En una panadería o línea de preparación de pizzas muy ocupada, cada retraso en la generación de calor representa dinero que se pierde. Los hornos de superficie que tardan en alcanzar la temperatura adecuada, los hornos rotativos que necesitan tiempo para pasar de un ciclo de cocción a otro, y los hornos de convección que tienen dificultades para mantener la temperatura estable… todo esto ralentiza el proceso de cocción y afecta negativamente la calidad de la corteza del pan. Hemos desarrollado un calentador de infrarrojos de cuarzo transparente que permite una respuesta rápida, ofreciendo así un calor inmediato que permite que la cámara de cocción alcance rápidamente la temperatura adecuada.
En su interior hay un tubo de cuarzo transparente con un filamento de infrarrojos de onda corta; este diseño se eligió debido a su alta densidad de radiación y a su capacidad para transmitir energía de manera directa. Al encenderlo, el calor está listo en cuestión de segundos, sin ningún retraso en el inicio de la cocción. El elemento se alimenta con alta potencia, sin puntos calientes, y el cuerpo de cuarzo puede soportar cambios bruscos de temperatura, lo que permite que funcione sin problemas desde el inicio hasta que está listo para ser utilizado.

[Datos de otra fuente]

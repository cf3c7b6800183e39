pub mod dynamodb;
pub mod errors;
pub mod game_repository;
pub mod sqlite;
pub mod user_repository;
use std::sync::Arc;

use argon2::{
    password_hash::{rand_core::OsRng, PasswordHasher, SaltString},
    Argon2,
};
use chrono::Utc;
use tracing::{debug, info};

use crate::models::user::{
    RegisterUserRequest, UpdateProfileRequest, User, UserProfile, MAX_DISPLAY_NAME_LEN,
};
use crate::repositories::errors::user_repository_errors::UserRepositoryError;
use crate::repositories::user_repository::UserRepository;
use crate::services::errors::user_service_errors::UserServiceError;

const USERNAME_LEN: std::ops::RangeInclusive<usize> = 3..=30;
const MIN_PASSWORD_LEN: usize = 8;

#[derive(Clone)]
pub struct UserService {
    repository: Arc<dyn UserRepository + Send + Sync>,
}

impl UserService {
    pub fn new(repository: Arc<dyn UserRepository + Send + Sync>) -> Self {
        UserService { repository }
    }

    pub async fn register(
        &self,
        request: RegisterUserRequest,
    ) -> Result<UserProfile, UserServiceError> {
        validate_registration(&request)?;

        let password_hash = hash_password(&request.password)?;
        let mut user = User::new(
            request.username.trim().to_string(),
            request.email.trim().to_lowercase(),
            password_hash,
        );
        user.display_name = request.display_name;

        self.repository
            .create_user(&user)
            .await
            .map_err(|e| match e {
                UserRepositoryError::AlreadyExists => UserServiceError::UserAlreadyExists,
                _ => UserServiceError::RepositoryError(e.to_string()),
            })?;
        info!("Registered user {} ({})", user.username, user.id);
        Ok(user.into())
    }

    /// Profile of `user_id`, or of the earliest registered user when no
    /// caller is identified.
    pub async fn get_profile(&self, user_id: Option<&str>) -> Result<UserProfile, UserServiceError> {
        Ok(self.resolve_user(user_id).await?.into())
    }

    pub async fn update_profile(
        &self,
        user_id: Option<&str>,
        update: UpdateProfileRequest,
    ) -> Result<UserProfile, UserServiceError> {
        update.validate().map_err(UserServiceError::ValidationError)?;

        let mut user = self.resolve_user(user_id).await?;
        update.apply_to(&mut user);
        user.updated_at = Utc::now();

        self.repository
            .update_user(&user)
            .await
            .map_err(|e| match e {
                UserRepositoryError::NotFound => UserServiceError::UserNotFound,
                _ => UserServiceError::RepositoryError(e.to_string()),
            })?;
        debug!("Updated profile for user {}", user.id);
        Ok(user.into())
    }

    async fn resolve_user(&self, user_id: Option<&str>) -> Result<User, UserServiceError> {
        match user_id.filter(|id| !id.is_empty()) {
            Some(id) => self
                .repository
                .get_user_by_id(id)
                .await
                .map_err(|e| match e {
                    UserRepositoryError::NotFound => UserServiceError::UserNotFound,
                    _ => UserServiceError::RepositoryError(e.to_string()),
                }),
            None => self
                .repository
                .list_users(1)
                .await
                .map_err(|e| UserServiceError::RepositoryError(e.to_string()))?
                .into_iter()
                .next()
                .ok_or(UserServiceError::UserNotFound),
        }
    }
}

fn validate_registration(request: &RegisterUserRequest) -> Result<(), UserServiceError> {
    let username = request.username.trim();
    if !USERNAME_LEN.contains(&username.chars().count()) {
        return Err(UserServiceError::ValidationError(format!(
            "username must be between {} and {} characters",
            USERNAME_LEN.start(),
            USERNAME_LEN.end()
        )));
    }
    if !username
        .chars()
        .all(|c| c.is_ascii_alphanumeric() || c == '_' || c == '-')
    {
        return Err(UserServiceError::ValidationError(
            "username may only contain letters, digits, '_' and '-'".to_string(),
        ));
    }
    let email = request.email.trim();
    match email.split_once('@') {
        Some((local, domain)) if !local.is_empty() && domain.contains('.') => {}
        _ => {
            return Err(UserServiceError::ValidationError(
                "email is not a valid address".to_string(),
            ))
        }
    }
    if request.password.chars().count() < MIN_PASSWORD_LEN {
        return Err(UserServiceError::ValidationError(format!(
            "password must be at least {} characters",
            MIN_PASSWORD_LEN
        )));
    }
    if let Some(display_name) = &request.display_name {
        if display_name.chars().count() > MAX_DISPLAY_NAME_LEN {
            return Err(UserServiceError::ValidationError(format!(
                "display_name must be at most {} characters",
                MAX_DISPLAY_NAME_LEN
            )));
        }
    }
    Ok(())
}

fn hash_password(password: &str) -> Result<String, UserServiceError> {
    let salt = SaltString::generate(&mut OsRng);
    Argon2::default()
        .hash_password(password.as_bytes(), &salt)
        .map(|hash| hash.to_string())
        .map_err(|e| UserServiceError::PasswordHashError(e.to_string()))
}
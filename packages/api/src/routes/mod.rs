pub mod games;
pub mod health;
pub mod users;
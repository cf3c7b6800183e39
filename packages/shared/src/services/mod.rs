pub mod chess_service;
pub mod errors;
pub mod game_service;
pub mod move_coordinator;
pub mod rules_engine;
pub mod user_service;
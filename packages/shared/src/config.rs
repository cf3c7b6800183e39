use std::str::FromStr;
use std::time::Duration;

pub const DEFAULT_DATABASE_URL: &str = "sqlite://checkmate.db";

#[derive(Debug, Clone, Copy, PartialEq, Eq)]
pub enum StorageBackend {
    Sqlite,
    DynamoDb,
}

impl FromStr for StorageBackend {
    type Err = ConfigError;

    fn from_str(s: &str) -> Result<Self, Self::Err> {
        match s.to_ascii_lowercase().as_str() {
            "sqlite" => Ok(StorageBackend::Sqlite),
            "dynamodb" => Ok(StorageBackend::DynamoDb),
            other => Err(ConfigError::Invalid {
                key: "STORAGE_BACKEND",
                value: other.to_string(),
            }),
        }
    }
}

#[derive(Debug)]
pub enum ConfigError {
    Invalid { key: &'static str, value: String },
}

impl std::fmt::Display for ConfigError {
    fn fmt(&self, f: &mut std::fmt::Formatter<'_>) -> std::fmt::Result {
        match self {
            ConfigError::Invalid { key, value } => {
                write!(f, "Invalid value for {}: {}", key, value)
            }
        }
    }
}

impl std::error::Error for ConfigError {}

/// Connection settings for the game store, read from the environment.
///
/// The pool bounds apply to both backends: SQLite uses them for its
/// connection pool and DynamoDB for its in-flight request limiter.
#[derive(Debug, Clone, PartialEq)]
pub struct StoreConfig {
    pub backend: StorageBackend,
    pub database_url: String,
    pub max_connections: u32,
    pub min_connections: u32,
    pub idle_timeout: Duration,
    pub acquire_timeout: Duration,
    pub games_table: String,
    pub moves_table: String,
    pub users_table: String,
}

impl Default for StoreConfig {
    fn default() -> Self {
        StoreConfig {
            backend: StorageBackend::Sqlite,
            database_url: DEFAULT_DATABASE_URL.to_string(),
            max_connections: 20,
            min_connections: 5,
            idle_timeout: Duration::from_secs(30),
            acquire_timeout: Duration::from_millis(2000),
            games_table: "games".to_string(),
            moves_table: "game_moves".to_string(),
            users_table: "users".to_string(),
        }
    }
}

impl StoreConfig {
    pub fn from_env() -> Result<Self, ConfigError> {
        let defaults = StoreConfig::default();
        Ok(StoreConfig {
            backend: env_or("STORAGE_BACKEND", defaults.backend)?,
            database_url: std::env::var("DATABASE_URL").unwrap_or(defaults.database_url),
            max_connections: env_or("DB_MAX_CONNECTIONS", defaults.max_connections)?,
            min_connections: env_or("DB_MIN_CONNECTIONS", defaults.min_connections)?,
            idle_timeout: Duration::from_secs(env_or("DB_IDLE_TIMEOUT_SECS", 30)?),
            acquire_timeout: Duration::from_millis(env_or("DB_ACQUIRE_TIMEOUT_MS", 2000)?),
            games_table: std::env::var("GAMES_TABLE").unwrap_or(defaults.games_table),
            moves_table: std::env::var("GAME_MOVES_TABLE").unwrap_or(defaults.moves_table),
            users_table: std::env::var("USERS_TABLE").unwrap_or(defaults.users_table),
        })
    }

    /// A private in-memory SQLite store, used by tests and local tooling.
    pub fn in_memory() -> Self {
        StoreConfig {
            database_url: "sqlite::memory:".to_string(),
            ..StoreConfig::default()
        }
    }

    pub fn is_in_memory(&self) -> bool {
        self.database_url.contains(":memory:") || self.database_url.contains("mode=memory")
    }
}

fn env_or<T: FromStr>(key: &'static str, default: T) -> Result<T, ConfigError> {
    match std::env::var(key) {
        Ok(value) => value.trim().parse().map_err(|_| ConfigError::Invalid { key, value }),
        Err(_) => Ok(default),
    }
}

En la práctica, el horno vuelve rápidamente a la temperatura adecuada para la cocción, y el termostato registra una respuesta rápida y precisa, en lugar de valores erráticos. Esto es precisamente lo que hace que este producto sea útil: cuando es importante la disponibilidad continua y la repetibilidad del proceso de cocción. En los hornos de superficie, mantiene la temperatura constante, lo que permite que la corteza del pan se forme de forma uniforme, sin importar cuál sea el producto que se esté cocinando. En los hornos rotativos, reduce el tiempo entre ciclos de cocción, protegiendo así la actividad de la levadura y manteniendo la humedad adecuada. En los hornos de convección, puede utilizarse como complemento para lograr una cocción perfecta, evitando que el interior del horno se seque.
Se obtiene así una recuperación más rápida, un control más preciso y menos productos defectuosos debido a las fluctuaciones de temperatura. Además, el consumo de energía por ciclo de cocción disminuye, ya que no es necesario recalentar todo el horno cada vez.
Es importante planificar bien la instalación. El calentador es compacto, pero necesita un circuito dedicado y un bloque de terminales o conector adecuado para la corriente requerida. También hay que tener en cuenta el espacio alrededor del aislamiento y los reflectores: los rayos infrarrojos se emiten en línea recta, por lo que esto es importante.
Se integra fácilmente en la mayoría de los hornos comerciales, aunque en algunos casos podría ser necesario realizar pequeños ajustes en su estructura. Si se opera dentro del rango de voltaje indicado, se obtendrá un calor constante y predecible, lo que garantiza un funcionamiento eficiente del horno.